Intervention de Denis Detcheverry

Réunion du 12 novembre 2008 à 21h45
Financement de la sécurité sociale pour 2009 — Suite de la discussion d'un projet de loi

Photo de Denis DetcheverryDenis Detcheverry :

Monsieur le président, mesdames les ministres, monsieur le ministre, mes chers collègues, je souhaite vous faire part de ma position sur la réforme de l’indemnité temporaire de retraite, l’ITR, dispositif qui existe en outre-mer depuis le début des années cinquante et dont la perception métropolitaine est bien souvent éloignée des réalités ultramarines.

En effet, si les retraites de la fonction publique sont majorées en outre-mer, c’est tout simplement parce que les salaires le sont également. Le choix a été fait voilà bien longtemps de compenser le coût élevé de la vie en majorant les salaires. Il s’agit donc d’une indexation des salaires et des retraites sur le coût de la vie.
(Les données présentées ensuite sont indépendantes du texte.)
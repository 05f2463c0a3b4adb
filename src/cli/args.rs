//! Command-line argument definitions

use std::path::PathBuf;

use clap::Args;

/// Clip files for the three slots
#[derive(Args, Debug, Clone)]
pub struct ClipSources {
    /// Hook clips (up to 3; extras are ignored)
    #[arg(long = "hook", required = true, num_args = 1..)]
    pub hook: Vec<PathBuf>,

    /// Body clips (up to 3; extras are ignored)
    #[arg(long = "body", required = true, num_args = 1..)]
    pub body: Vec<PathBuf>,

    /// Call-to-action clips (up to 3; extras are ignored)
    #[arg(long = "cta", required = true, num_args = 1..)]
    pub cta: Vec<PathBuf>,
}

/// Arguments for the generate command
#[derive(Args, Debug)]
pub struct GenerateArgs {
    #[command(flatten)]
    pub sources: ClipSources,

    /// Output directory (default: from config, else current directory)
    #[arg(short, long)]
    pub out: Option<PathBuf>,

    /// ffmpeg binary name or path
    #[arg(long)]
    pub ffmpeg: Option<String>,

    /// Print the run summary as JSON
    #[arg(long)]
    pub json: bool,
}

/// Arguments for the plan command
#[derive(Args, Debug)]
pub struct PlanArgs {
    #[command(flatten)]
    pub sources: ClipSources,

    /// Output in JSON format
    #[arg(long)]
    pub json: bool,
}
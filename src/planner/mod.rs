//! Combination planning
//!
//! Enumerates every hook/body/cta triple in a fixed nested order: hook is the
//! outer loop, body the middle, cta the inner one (cta varies fastest). The
//! order decides both processing order and the order artifacts are listed in.

use crate::domain::model::{Combination, SegmentPools};

/// Lazily enumerate all combinations. Empty when any slot is empty.
pub fn enumerate(pools: &SegmentPools) -> impl Iterator<Item = Combination> + '_ {
    pools.hook.clips().iter().flat_map(move |hook| {
        pools.body.clips().iter().flat_map(move |body| {
            pools
                .cta
                .clips()
                .iter()
                .map(move |cta| Combination::new(hook, body, cta))
        })
    })
}

/// Number of combinations `enumerate` yields
pub fn combination_count(pools: &SegmentPools) -> usize {
    pools.hook.len() * pools.body.len() * pools.cta.len()
}

/// Canonical output names in processing order
pub fn output_names(pools: &SegmentPools) -> Vec<String> {
    enumerate(pools).map(|combo| combo.output_name()).collect()
}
Même si ces deux majorations ont été établies différemment, elles servent aujourd’hui toutes deux à préserver le pouvoir d’achat des populations ultramarines par rapport à celles de la métropole.

Je vous l’avoue, j’aurais préféré qu’un effort soit réalisé pour abaisser le coût de la vie. Je pense, entre autres, à la mise en place d’aides à l’importation et à l’exportation, afin de donner une meilleure chance aux économies d’outre-mer d’être compétitives. Mais le système est ce qu’il est, et l’ITR fait partie intégrante de cette philosophie. Il faut donc que toute réforme s’inscrive dans une analyse globale.

Comme la grande majorité de mes collègues ultramarins, j’admets que le dispositif actuel présente certaines imperfections, voire des injustices. Ainsi, des personnes n’ayant jamais servi outre-mer viennent en profiter de manière totalement illégitime. En 2006, j’avais souhaité présenter un amendement visant à imposer une durée minimale d’exercice en outre-mer de dix ans pour y avoir droit. Malheureusement, le cabinet du ministre en charge de l’outre-mer de l’époque m’en avait dissuadé. Je pense aujourd'hui que j’ai eu tort de me laisser fléchir.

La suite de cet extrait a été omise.